God used various methods to guide the ancient Israelites, including the Urim and the Thummim. The high priest carried these objects in his “breastpiece of decision” and used them in seeking God’s will (Exodus 28:29-30). Reliance on this unique means of revelation (Numbers 27:21, Deuteronomy 33:8) seems to have ceased after David’s reign, although an attempt to revive the practice occurred during the postexilic period, in the fifth century B.C. (see Ezra 2:63, Nehemiah 7:65).

The Urim and Thummim may have been small objects or stones or sticks inscribed with symbols, possibly the 22 letters of the Hebrew alphabet based on the fact that the first letter of Urim (aleph) and the forst letter of Thummim (tau) are the first and final letters of this alphabet, respectively.

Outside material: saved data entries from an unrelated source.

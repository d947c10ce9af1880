//! Test utilities for the lazr-gc integration suite
//!
//! Every helper asserts strictly: a failed allocation or a heap that does
//! not verify fails the test on the spot.

#![allow(dead_code)]

use lazr_gc::{Attr, Bindings, Heap, HeapConfig, ObjRef, RootId, Value};
use lazr_util::Symbol;

/// Default heap size for tests (64K words)
pub const DEFAULT_HEAP_WORDS: usize = 64 * 1024;

/// Heap fixture
///
/// Owns a fresh heap that verifies itself after every collection.
pub struct HeapFixture {
    pub heap: Heap,
}

impl HeapFixture {
    /// Create fixture with default test configuration
    pub fn with_defaults() -> Self {
        Self::with_heap_words(DEFAULT_HEAP_WORDS)
    }

    /// Create fixture with custom heap size
    pub fn with_heap_words(heap_words: usize) -> Self {
        let config = HeapConfig {
            heap_words,
            verify_after_collect: true,
            ..Default::default()
        };
        let heap = Heap::new(config).expect("heap initialization should succeed");
        Self { heap }
    }

    /// Allocate a boxed integer
    pub fn int(&mut self, n: i64) -> ObjRef {
        self.heap
            .alloc_int(n)
            .unwrap_or_else(|e| panic!("allocating int {} failed: {}", n, e))
    }

    /// Build and seal a set from `(name, int)` pairs
    pub fn set_of(&mut self, entries: &[(&str, i64)]) -> Bindings {
        let attrs: Vec<Attr> = entries
            .iter()
            .map(|&(name, n)| Attr::new(Symbol::intern(name), self.int(n)))
            .collect();
        Bindings::build(&mut self.heap, attrs).expect("building a set should succeed")
    }

    /// Box `bindings` as a value and register it as a root
    pub fn root_set(&mut self, bindings: Bindings) -> RootId {
        let value = self
            .heap
            .alloc_attrs(bindings)
            .expect("allocating a set value should succeed");
        self.heap.add_root(value)
    }

    /// Container behind a rooted set value
    pub fn rooted_set(&self, id: RootId) -> Bindings {
        let obj = self.heap.root(id).expect("root should be registered");
        match self.heap.value(obj) {
            Some(Value::Attrs(bindings)) => bindings,
            other => panic!("root {:?} holds {:?}, not a set", id, other),
        }
    }

    /// Integer stored under `name` in a sealed set
    pub fn int_attr(&self, bindings: Bindings, name: &str) -> Option<i64> {
        let attr = bindings.view(&self.heap).get(Symbol::intern(name))?;
        match self.heap.value(attr.value) {
            Some(Value::Int(n)) => Some(n),
            other => panic!("attribute {} holds {:?}, not an int", name, other),
        }
    }

    /// Collect and assert the heap still verifies
    pub fn collect(&mut self) {
        self.heap.collect().expect("collection should succeed");
        self.assert_verified();
    }

    pub fn assert_verified(&self) -> usize {
        self.heap
            .verify()
            .unwrap_or_else(|e| panic!("heap failed verification: {}", e))
    }
}

impl Default for HeapFixture {
    fn default() -> Self {
        Self::with_defaults()
    }
}
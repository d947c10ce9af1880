//! Global position table.
//!
//! Append-only: a `PosIdx` stays valid for the life of the process.
//! Slot 0 is occupied by a placeholder so that index 0 can serve as
//! [`PosIdx::NONE`].

use parking_lot::RwLock;
use std::sync::LazyLock;

use super::{Pos, PosIdx};

/// Global position table instance
pub static POS_TABLE: LazyLock<PosTable> = LazyLock::new(PosTable::new);

/// Append-only table of source positions
pub struct PosTable {
    positions: RwLock<Vec<Option<Pos>>>,
}

impl PosTable {
    fn new() -> Self {
        Self {
            positions: RwLock::new(vec![None]),
        }
    }

    /// Append a position and return its index
    ///
    /// # Panics
    ///
    /// Panics if more than `u32::MAX` positions are registered.
    pub fn add(&self, pos: Pos) -> PosIdx {
        let mut positions = self.positions.write();
        let index = u32::try_from(positions.len())
            .unwrap_or_else(|_| panic!("position table exhausted at {} entries", positions.len()));
        positions.push(Some(pos));
        PosIdx(index)
    }

    /// Resolve an index; the sentinel and unknown indices yield `None`
    pub fn get(&self, idx: PosIdx) -> Option<Pos> {
        self.positions.read().get(idx.0 as usize).copied().flatten()
    }

    /// Number of registered positions, the sentinel excluded
    pub fn len(&self) -> usize {
        self.positions.read().len() - 1
    }

    /// Whether no real position has been registered
    pub fn is_empty(&self) -> bool {
        self.len() == 0
    }
}
#[inline]
pub(crate) const fn decode_size_word(word: Word) -> (u32, bool) {
    ((word & SIZE_MASK) as u32, word & SEALED_BIT != 0)
}

/// One attribute: a name, the value bound to it, and where it was defined
///
/// Ordering and equality look at `name` only; the value is a non-owning
/// reference kept alive by the container the record lives in.
#[derive(Debug, Clone, Copy)]
pub struct Attr {
    pub name: Symbol,
    pub value: ObjRef,
    pub pos: PosIdx,
}

impl Attr {
    /// Record without a source position
    #[inline]
    pub fn new(name: Symbol, value: ObjRef) -> Self {
        Self::with_pos(name, value, PosIdx::NONE)
    }

    #[inline]
    pub fn with_pos(name: Symbol, value: ObjRef, pos: PosIdx) -> Self {
        Self { name, value, pos }
    }

    fn read(block: &[Word], slot: u32) -> Self {
        let base = slot_base(slot);
        Self {
            name: Symbol::from_u32(block[base] as u32),
            value: match ObjRef::from_word(block[base + 1]) {
                Some(value) => value,
                None => panic!("attribute slot {} holds no value reference", slot),
            },
            pos: PosIdx::from_u32(block[base + 2] as u32),
        }
    }

    fn write(self, block: &mut [Word], slot: u32) {
        let base = slot_base(slot);
        block[base] = self.name.as_u32() as Word;
        block[base + 1] = self.value.to_word();
        block[base + 2] = self.pos.as_u32() as Word;
    }
}

impl PartialEq for Attr {
    fn eq(&self, other: &Self) -> bool {
        self.name == other.name
    }
}

impl Eq for Attr {}

impl PartialOrd for Attr {
    fn partial_cmp(&self, other: &Self) -> Option<Ordering> {
        Some(self.cmp(other))
    }
}

impl Ord for Attr {
    fn cmp(&self, other: &Self) -> Ordering {
        self.name.cmp(&other.name)
    }
}

/// Handle to an attribute-set container on the heap
///
/// A plain reference: it does not keep the container alive and goes stale
/// at the next collection unless re-read from a root.
#[derive(Debug, Clone, Copy, PartialEq, Eq, Hash)]
pub struct Bindings(pub(crate) ObjRef);
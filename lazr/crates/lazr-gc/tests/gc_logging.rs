//! Global GC event log under repeated allocation failure
//!
//! Runs as its own test binary so nothing else touches the global logger.
//! Everything lives in one test for the same reason.

use lazr_gc::logging::{
    configure_logger, get_event_count, get_events, GcEvent, GcLoggerConfig, LogLevel,
};
use lazr_gc::{Bindings, Heap, HeapConfig};

fn tiny_heap(verbose: bool) -> Heap {
    Heap::new(HeapConfig {
        heap_words: 16,
        verbose,
        ..Default::default()
    })
    .expect("heap initialization should succeed")
}

#[test]
fn test_event_log_stays_bounded() {
    // Quiet heaps record nothing, however often they fail
    configure_logger(GcLoggerConfig {
        level: LogLevel::Trace,
        max_events: 64,
        ..Default::default()
    });
    let mut heap = tiny_heap(false);
    for _ in 0..1000 {
        assert!(Bindings::alloc(&mut heap, 100).is_err());
    }
    assert_eq!(get_event_count(), 0);
    assert_eq!(heap.stats().allocator.failures, 1000);

    // Verbose heaps record, up to the configured limit
    let mut heap = tiny_heap(true);
    for _ in 0..1000 {
        assert!(Bindings::alloc(&mut heap, 100).is_err());
    }
    assert_eq!(get_event_count(), 64);
    assert!(get_events().iter().all(|event| matches!(
        event,
        GcEvent::AllocationFailure {
            requested,
            available: 16
        } if *requested == Bindings::words_for(100)
    )));

    // Collections stay within the limit too
    for _ in 0..100 {
        heap.collect().expect("collection should succeed");
    }
    assert_eq!(get_event_count(), 64);
    assert!(get_events()
        .iter()
        .any(|event| matches!(event, GcEvent::CycleEnd { cycle: 100, .. })));
}
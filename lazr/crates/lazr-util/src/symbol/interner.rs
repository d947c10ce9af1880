//! String interner implementation using DashMap for concurrent access.
//!
//! This module provides a thread-safe string interner for attribute names:
//! - Lock-free concurrent lookup via DashMap keyed by the string itself
//! - Fast hashing with ahash
//! - An index-addressed string vector so `Symbol -> &str` is O(1)
//! - Statistics tracking for profiling
//!
//! # Performance Characteristics
//!
//! - **Interning (hit)**: O(1) - hash lookup only
//! - **Interning (miss)**: O(1) - hash insert + allocation + vector push
//! - **Symbol comparison**: O(1) - index comparison
//! - **String retrieval**: O(1) - read lock + vector index
//!
//! # Index Assignment
//!
//! New strings are inserted under the write lock on the string vector,
//! after a second map lookup. `strings[index]` is always the string that
//! was interned under `index`, two threads racing on the same new string
//! agree on one index, and only the winner allocates a copy.

use ahash::RandomState;
use dashmap::DashMap;
use parking_lot::RwLock;
use std::sync::atomic::{AtomicUsize, Ordering};
use std::sync::LazyLock;

use super::{InternerStats, Symbol, KNOWN_SYMBOLS};

/// Global string table instance
///
/// Initialized on first use via `LazyLock`. All known attribute names are
/// pre-interned during initialization so they have stable, predictable
/// indices that match the `S_*` constants.
pub static STRING_TABLE: LazyLock<StringTable> = LazyLock::new(|| {
    let table = StringTable::new();
    table.initialize_known_symbols();
    table
});

/// Thread-safe string table
///
/// Strings are leaked to obtain `'static` references. Interned names are
/// never removed, and their total size is bounded by the source text the
/// evaluator reads.
pub struct StringTable {
    /// Maps string to symbol index
    map: DashMap<&'static str, u32, RandomState>,

    /// Index -> string, in interning order
    strings: RwLock<Vec<&'static str>>,

    /// Number of cache hits (string already interned)
    hits: AtomicUsize,

    /// Number of new strings copied into the table
    misses: AtomicUsize,
}

impl StringTable {
    /// Create a new empty string table
    #[inline]
    fn new() -> Self {
        Self {
            map: DashMap::with_capacity_and_hasher(256, RandomState::new()),
            strings: RwLock::new(Vec::with_capacity(256)),
            hits: AtomicUsize::new(0),
            misses: AtomicUsize::new(0),
        }
    }

    /// Pre-intern every known attribute name in declaration order.
    ///
    /// Must run exactly once, before any other interning.
    fn initialize_known_symbols(&self) {
        for name in KNOWN_SYMBOLS {
            self.insert_new(name);
        }
    }

    /// Intern a string, returning its symbol
    ///
    /// If the string is already interned, returns the existing symbol.
    /// Otherwise the string is copied, leaked, and assigned the next index.
    ///
    /// # Panics
    ///
    /// Panics if more than `u32::MAX` distinct strings are interned.
    pub fn intern(&self, string: &str) -> Symbol {
        // Fast path: read-only shard lookup
        if let Some(symbol) = self.lookup(string) {
            self.hits.fetch_add(1, Ordering::Relaxed);
            return symbol;
        }

        self.insert_new(string)
    }

    /// Insert `string` unless another thread beat us to it.
    ///
    /// The string is copied and leaked only once it is known to be new.
    fn insert_new(&self, string: &str) -> Symbol {
        let mut strings = self.strings.write();
        if let Some(symbol) = self.lookup(string) {
            self.hits.fetch_add(1, Ordering::Relaxed);
            return symbol;
        }

        let index = u32::try_from(strings.len())
            .unwrap_or_else(|_| panic!("symbol table exhausted at {} entries", strings.len()));
        let interned: &'static str = Box::leak(string.to_owned().into_boxed_str());
        strings.push(interned);
        self.map.insert(interned, index);
        self.misses.fetch_add(1, Ordering::Relaxed);
        Symbol { index }
    }

    /// Get string by symbol
    ///
    /// Returns `None` for an index that was never handed out.
    #[inline]
    pub fn get(&self, symbol: Symbol) -> Option<&'static str> {
        self.strings.read().get(symbol.index as usize).copied()
    }

    /// Check whether `index` has been handed out
    #[inline]
    pub fn contains_index(&self, index: u32) -> bool {
        (index as usize) < self.strings.read().len()
    }

    /// Look up an already interned string without interning it
    pub fn lookup(&self, string: &str) -> Option<Symbol> {
        self.map.get(string).map(|entry| Symbol { index: *entry.value() })
    }

    /// Number of interned strings
    pub fn len(&self) -> usize {
        self.strings.read().len()
    }

    /// Whether the table is empty (never true once initialized)
    pub fn is_empty(&self) -> bool {
        self.len() == 0
    }

    /// Get statistics about the string table for profiling
    pub fn stats(&self) -> InternerStats {
        InternerStats {
            count: self.map.len(),
            capacity: self.map.capacity(),
            hits: self.hits.load(Ordering::Relaxed),
            misses: self.misses.load(Ordering::Relaxed),
        }
    }

    /// Reset statistics counters (useful for benchmarking)
    #[cfg(test)]
    pub(crate) fn reset_stats(&self) {
        self.hits.store(0, Ordering::Relaxed);
        self.misses.store(0, Ordering::Relaxed);
    }
}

Most likely, as Biblical passages imply, the Urim and Thummim were cast as lots in order to obtain yes or no answers from God. Casting of lots is widely attested in the Bible (cf. Leviticus 16:8, Numbers 33:54, Proverbs 16:33, Acts 1:26). But two passages suggest that asking God a series of questions and using a process of elimination to determine His answers yielded more sublte revelation, such as a person’s hiding place or a complex battle strategy (see 1 Samuel 10:20-22, 2 Samuel 5:22-24). Some Biblical historians believe that the high priest would disclose an oracle and that the Urim and Thummim would be used to confirm its truth.